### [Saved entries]
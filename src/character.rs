//! Character data model.
//!
//! Contains the roster-facing summary, the full editable sheet, the six
//! ability scores, and the tagged stat value used for fields that are
//! edited as free text but are semantically numeric.

use serde::{Deserialize, Serialize};
use std::collections::BTreeMap;
use std::fmt;
use uuid::Uuid;

/// Default score for an ability that has never been edited.
pub const DEFAULT_ABILITY_SCORE: i64 = 10;

/// Default movement speed for a fresh sheet.
pub const DEFAULT_SPEED: &str = "30m";

// ============================================================================
// ID Type
// ============================================================================

/// Unique identifier for characters.
#[derive(Debug, Clone, Copy, PartialEq, Eq, Hash, PartialOrd, Ord, Serialize, Deserialize)]
pub struct CharacterId(pub Uuid);

impl CharacterId {
    pub fn new() -> Self {
        Self(Uuid::new_v4())
    }
}

impl Default for CharacterId {
    fn default() -> Self {
        Self::new()
    }
}

impl fmt::Display for CharacterId {
    fn fmt(&self, f: &mut fmt::Formatter<'_>) -> fmt::Result {
        write!(f, "{}", self.0)
    }
}

// ============================================================================
// Ability Scores
// ============================================================================

/// The six ability scores.
#[derive(
    Debug, Clone, Copy, PartialEq, Eq, Hash, PartialOrd, Ord, Serialize, Deserialize,
)]
pub enum Ability {
    Strength,
    Dexterity,
    Constitution,
    Intelligence,
    Wisdom,
    Charisma,
}

impl Ability {
    pub fn name(&self) -> &'static str {
        match self {
            Ability::Strength => "Strength",
            Ability::Dexterity => "Dexterity",
            Ability::Constitution => "Constitution",
            Ability::Intelligence => "Intelligence",
            Ability::Wisdom => "Wisdom",
            Ability::Charisma => "Charisma",
        }
    }

    pub fn all() -> [Ability; 6] {
        [
            Ability::Strength,
            Ability::Dexterity,
            Ability::Constitution,
            Ability::Intelligence,
            Ability::Wisdom,
            Ability::Charisma,
        ]
    }
}

impl fmt::Display for Ability {
    fn fmt(&self, f: &mut fmt::Formatter<'_>) -> fmt::Result {
        write!(f, "{}", self.name())
    }
}

// ============================================================================
// Stat Values
// ============================================================================

/// A stat edited as free text but semantically numeric.
///
/// Input that parses as an integer is stored numerically and is the
/// authoritative value for numeric reads; anything else is kept verbatim
/// so placeholders like "2d4+1" or "-" survive a save/load round trip.
#[derive(Debug, Clone, PartialEq, Serialize, Deserialize)]
#[serde(untagged)]
pub enum StatValue {
    Num(i64),
    Text(String),
}

impl StatValue {
    /// Parse raw field input. Trimmed integers become `Num`, everything
    /// else is preserved as `Text`.
    pub fn parse(raw: &str) -> Self {
        match raw.trim().parse::<i64>() {
            Ok(n) => StatValue::Num(n),
            Err(_) => StatValue::Text(raw.to_string()),
        }
    }

    /// Numeric view, `None` for free-form text.
    pub fn as_number(&self) -> Option<i64> {
        match self {
            StatValue::Num(n) => Some(*n),
            StatValue::Text(_) => None,
        }
    }
}

impl Default for StatValue {
    fn default() -> Self {
        StatValue::Num(0)
    }
}

impl From<i64> for StatValue {
    fn from(n: i64) -> Self {
        StatValue::Num(n)
    }
}

impl fmt::Display for StatValue {
    fn fmt(&self, f: &mut fmt::Formatter<'_>) -> fmt::Result {
        match self {
            StatValue::Num(n) => write!(f, "{n}"),
            StatValue::Text(s) => write!(f, "{s}"),
        }
    }
}

// ============================================================================
// Summary & Sheet
// ============================================================================

/// Roster entry shown on the home screen.
#[derive(Debug, Clone, PartialEq, Serialize, Deserialize)]
pub struct CharacterSummary {
    pub id: CharacterId,
    pub name: String,
    pub image_ref: String,
}

impl CharacterSummary {
    pub fn new(name: impl Into<String>, image_ref: impl Into<String>) -> Self {
        Self {
            id: CharacterId::new(),
            name: name.into(),
            image_ref: image_ref.into(),
        }
    }
}

/// A named skill row on the sheet.
#[derive(Debug, Clone, PartialEq, Default, Serialize, Deserialize)]
pub struct Skill {
    pub name: String,
    pub value: String,
}

impl Skill {
    pub fn new(name: impl Into<String>, value: impl Into<String>) -> Self {
        Self {
            name: name.into(),
            value: value.into(),
        }
    }
}

/// Full editable record for one character.
///
/// `id` always matches a live `CharacterSummary`; the roster store
/// deletes the sheet when the summary goes away.
#[derive(Debug, Clone, PartialEq, Serialize, Deserialize)]
pub struct CharacterSheet {
    pub id: CharacterId,
    pub name: String,
    pub life: StatValue,
    pub armor_class: StatValue,
    pub mana: StatValue,
    pub items: String,
    #[serde(default)]
    pub skills: Vec<Skill>,
    #[serde(default)]
    pub attributes: BTreeMap<Ability, StatValue>,
    #[serde(default = "default_speed")]
    pub speed: String,
    #[serde(default)]
    pub initiative: StatValue,
}

fn default_speed() -> String {
    DEFAULT_SPEED.to_string()
}

impl CharacterSheet {
    /// Synthesize the default sheet for a character that has never been
    /// saved: zeroed stats, all six abilities at 10.
    pub fn from_summary(summary: &CharacterSummary) -> Self {
        let mut sheet = Self {
            id: summary.id,
            name: summary.name.clone(),
            life: StatValue::default(),
            armor_class: StatValue::default(),
            mana: StatValue::default(),
            items: String::new(),
            skills: Vec::new(),
            attributes: BTreeMap::new(),
            speed: DEFAULT_SPEED.to_string(),
            initiative: StatValue::default(),
        };
        sheet.normalize();
        sheet
    }

    /// Ensure the attribute map carries exactly the six canonical
    /// abilities, filling absentees with the default score. Run after
    /// deserialization so older saves stay loadable.
    pub fn normalize(&mut self) {
        for ability in Ability::all() {
            self.attributes
                .entry(ability)
                .or_insert(StatValue::Num(DEFAULT_ABILITY_SCORE));
        }
    }

    /// Attribute score, numeric view.
    pub fn attribute(&self, ability: Ability) -> Option<i64> {
        self.attributes.get(&ability).and_then(StatValue::as_number)
    }
}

### [Problem requirements]
Only certain lines are wanted. Please return exactly those from the top of the data through the line with "never been edited.".

### [Output]
filename src/character.rs
//! Character data model.
//!
//! Contains the roster-facing summary, the full editable sheet, the six
//! ability scores, and the tagged stat value used for fields that are
//! edited as free text but are semantically numeric.

use serde::{Deserialize, Serialize};
use std::collections::BTreeMap;
use std::fmt;
use uuid::Uuid;

/// Default score for an ability that has never been edited.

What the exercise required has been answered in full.